[Records from a collection]
-*-*-
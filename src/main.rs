use std::path::PathBuf;
use std::process::ExitCode;
use std::sync::Arc;

use anyhow::Context;
use clap::{Parser, Subcommand};
use segment_server::options::KNOWN_TASKS;
use segment_server::watchdog::WATCHDOG_EXIT_CODE;
use segment_server::server::{self, Shutdown};
use segment_server::{segmenter, storage, AppState, CliSegmenter, ServiceConfig};
use tracing_subscriber::EnvFilter;

#[derive(Parser)]
#[command(name = "segment-server", version, about = "HTTP API around an external segmentation engine")]
struct Cli {
    #[command(flatten)]
    config: ServiceConfig,

    #[command(subcommand)]
    command: Option<Command>,
}

#[derive(Subcommand)]
enum Command {
    /// Download pretrained engine weights ahead of the first request.
    FetchWeights {
        #[arg(long, env = "WEIGHTS_DOWNLOADER_BIN", default_value = "totalseg_download_weights")]
        bin: PathBuf,

        /// Tasks to fetch. Every known task when omitted.
        #[arg(long = "task")]
        tasks: Vec<String>,
    },
}

#[tokio::main]
async fn main() -> anyhow::Result<ExitCode> {
    tracing_subscriber::fmt()
        .with_env_filter(EnvFilter::try_from_default_env().unwrap_or_else(|_| EnvFilter::new("info")))
        .init();

    let cli = Cli::parse();
    match cli.command {
        Some(Command::FetchWeights { bin, tasks }) => fetch_weights(bin, tasks).await,
        None => serve(cli.config).await,
    }
}

async fn fetch_weights(bin: PathBuf, tasks: Vec<String>) -> anyhow::Result<ExitCode> {
    let tasks = if tasks.is_empty() {
        KNOWN_TASKS.iter().map(|t| t.to_string()).collect()
    } else {
        tasks
    };

    let fetched = segmenter::fetch_weights(&bin, &tasks).await;
    tracing::info!(fetched, requested = tasks.len(), "weight prefetch finished");
    Ok(ExitCode::SUCCESS)
}

async fn serve(config: ServiceConfig) -> anyhow::Result<ExitCode> {
    storage::prepare_workspace(&[&config.inputs_dir, &config.outputs_dir])
        .context("failed to prepare input/output directories")?;

    let addr = config.socket_addr()?;
    let grace = config.shutdown_grace();
    let segmenter = Arc::new(
        CliSegmenter::new(config.segmenter_bin.clone())
            .with_launcher_args(config.segmenter_args.clone()),
    );
    let (state, termination) = AppState::new(config, segmenter);
    let deadline = state.watchdog.deadline();
    let app = segment_server::router(state);

    let listener = tokio::net::TcpListener::bind(addr)
        .await
        .with_context(|| format!("failed to bind to {addr}"))?;

    tracing::info!("Segmentation server starting on http://{addr}");
    tracing::info!(?deadline, "Segmentation deadline");
    tracing::info!("Available endpoints:");
    tracing::info!("  - GET  /health        - Health check");
    tracing::info!("  - POST /segment_file  - Multipart upload, returns the label volume");
    tracing::info!("  - POST /segment_url   - Fetch a volume by URL, returns the label volume");
    tracing::info!("  - POST /segment_input - Segment a server-local path");
    tracing::info!("  - POST /segment_path  - Alias of /segment_input");

    // Returning drops the runtime, which kills engine children still running.
    match server::serve(listener, app, termination, server::shutdown_signal(), grace).await? {
        Shutdown::Signal => {
            tracing::info!("server stopped");
            Ok(ExitCode::SUCCESS)
        }
        Shutdown::Watchdog(reason) => {
            tracing::error!(?reason, code = WATCHDOG_EXIT_CODE, "exiting for supervisor restart");
            Ok(ExitCode::from(WATCHDOG_EXIT_CODE))
        }
    }
}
-*-*-
In the records, which lines mention the word "storage"? Copy those lines.

use segment_server::{segmenter, storage, AppState, CliSegmenter, ServiceConfig};
    storage::prepare_workspace(&[&config.inputs_dir, &config.outputs_dir])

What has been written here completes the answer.